### Task item
Find how many lines of the following entries contain "exit". Reply with the number alone.
*** Data extract Section Begins ***
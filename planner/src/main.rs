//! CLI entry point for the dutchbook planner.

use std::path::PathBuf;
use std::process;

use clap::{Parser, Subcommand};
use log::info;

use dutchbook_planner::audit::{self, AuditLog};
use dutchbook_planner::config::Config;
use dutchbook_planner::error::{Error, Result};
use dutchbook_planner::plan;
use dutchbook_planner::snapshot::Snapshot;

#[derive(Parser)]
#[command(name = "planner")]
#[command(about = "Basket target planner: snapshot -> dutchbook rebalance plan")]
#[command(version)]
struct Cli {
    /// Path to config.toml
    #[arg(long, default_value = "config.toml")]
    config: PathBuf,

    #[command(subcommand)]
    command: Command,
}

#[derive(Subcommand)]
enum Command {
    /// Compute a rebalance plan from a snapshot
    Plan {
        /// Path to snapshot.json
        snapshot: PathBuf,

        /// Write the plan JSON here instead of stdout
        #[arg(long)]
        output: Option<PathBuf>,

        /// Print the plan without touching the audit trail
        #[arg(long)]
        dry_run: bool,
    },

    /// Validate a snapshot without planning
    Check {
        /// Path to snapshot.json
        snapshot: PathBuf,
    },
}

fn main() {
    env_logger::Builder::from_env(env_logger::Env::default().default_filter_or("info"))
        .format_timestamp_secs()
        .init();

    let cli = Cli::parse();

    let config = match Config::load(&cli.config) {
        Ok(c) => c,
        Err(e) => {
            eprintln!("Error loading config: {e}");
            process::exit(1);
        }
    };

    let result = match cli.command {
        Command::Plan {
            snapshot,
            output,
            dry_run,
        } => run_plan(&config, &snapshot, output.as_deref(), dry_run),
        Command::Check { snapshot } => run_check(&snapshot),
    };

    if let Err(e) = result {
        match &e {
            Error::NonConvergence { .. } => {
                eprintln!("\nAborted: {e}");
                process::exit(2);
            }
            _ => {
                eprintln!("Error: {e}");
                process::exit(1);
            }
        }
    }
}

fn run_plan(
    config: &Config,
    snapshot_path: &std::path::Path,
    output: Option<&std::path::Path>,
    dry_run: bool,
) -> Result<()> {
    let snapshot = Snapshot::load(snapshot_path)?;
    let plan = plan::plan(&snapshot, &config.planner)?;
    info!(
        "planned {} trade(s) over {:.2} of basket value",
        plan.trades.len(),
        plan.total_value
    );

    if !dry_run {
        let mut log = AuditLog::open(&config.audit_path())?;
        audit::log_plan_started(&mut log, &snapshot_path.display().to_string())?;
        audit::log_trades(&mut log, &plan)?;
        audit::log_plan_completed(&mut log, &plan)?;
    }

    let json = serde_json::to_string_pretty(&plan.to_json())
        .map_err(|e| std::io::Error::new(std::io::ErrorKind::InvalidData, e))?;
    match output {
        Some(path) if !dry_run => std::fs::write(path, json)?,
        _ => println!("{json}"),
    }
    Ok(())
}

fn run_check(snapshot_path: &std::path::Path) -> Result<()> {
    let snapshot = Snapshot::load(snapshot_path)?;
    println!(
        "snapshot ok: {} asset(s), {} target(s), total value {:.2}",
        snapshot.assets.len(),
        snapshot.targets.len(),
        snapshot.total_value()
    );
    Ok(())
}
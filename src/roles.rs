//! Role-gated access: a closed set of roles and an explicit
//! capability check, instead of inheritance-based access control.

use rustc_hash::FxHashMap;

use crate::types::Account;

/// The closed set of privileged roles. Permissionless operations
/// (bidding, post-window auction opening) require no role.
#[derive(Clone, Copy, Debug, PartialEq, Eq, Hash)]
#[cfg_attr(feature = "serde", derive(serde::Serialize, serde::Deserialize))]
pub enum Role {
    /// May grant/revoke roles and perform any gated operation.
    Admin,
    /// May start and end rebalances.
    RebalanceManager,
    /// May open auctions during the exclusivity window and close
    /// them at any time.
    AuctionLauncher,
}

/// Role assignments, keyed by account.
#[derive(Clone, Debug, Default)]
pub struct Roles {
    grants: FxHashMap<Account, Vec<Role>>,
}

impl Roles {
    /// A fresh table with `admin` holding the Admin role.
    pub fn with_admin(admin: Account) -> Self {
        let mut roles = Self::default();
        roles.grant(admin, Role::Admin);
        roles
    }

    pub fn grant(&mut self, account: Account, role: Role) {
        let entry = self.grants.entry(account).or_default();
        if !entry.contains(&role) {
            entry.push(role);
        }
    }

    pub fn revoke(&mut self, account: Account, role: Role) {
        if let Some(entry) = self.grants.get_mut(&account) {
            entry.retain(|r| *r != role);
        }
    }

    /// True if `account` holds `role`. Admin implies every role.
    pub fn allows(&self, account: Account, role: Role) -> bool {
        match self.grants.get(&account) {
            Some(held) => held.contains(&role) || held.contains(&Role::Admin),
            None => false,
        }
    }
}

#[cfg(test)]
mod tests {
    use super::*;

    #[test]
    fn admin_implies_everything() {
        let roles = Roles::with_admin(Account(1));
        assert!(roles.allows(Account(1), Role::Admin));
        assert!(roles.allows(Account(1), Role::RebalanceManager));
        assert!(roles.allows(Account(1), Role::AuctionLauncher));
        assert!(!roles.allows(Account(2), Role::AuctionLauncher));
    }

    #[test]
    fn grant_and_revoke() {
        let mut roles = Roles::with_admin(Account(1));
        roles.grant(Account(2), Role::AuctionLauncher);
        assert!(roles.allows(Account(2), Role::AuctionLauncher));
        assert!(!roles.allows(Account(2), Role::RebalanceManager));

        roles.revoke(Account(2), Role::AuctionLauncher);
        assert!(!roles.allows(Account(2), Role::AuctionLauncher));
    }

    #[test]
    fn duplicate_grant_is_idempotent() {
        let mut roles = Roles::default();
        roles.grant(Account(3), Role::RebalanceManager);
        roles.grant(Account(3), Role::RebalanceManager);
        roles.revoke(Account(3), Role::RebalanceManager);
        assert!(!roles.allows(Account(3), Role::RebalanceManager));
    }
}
*** Data extract Section Ends ***
### Written answer
3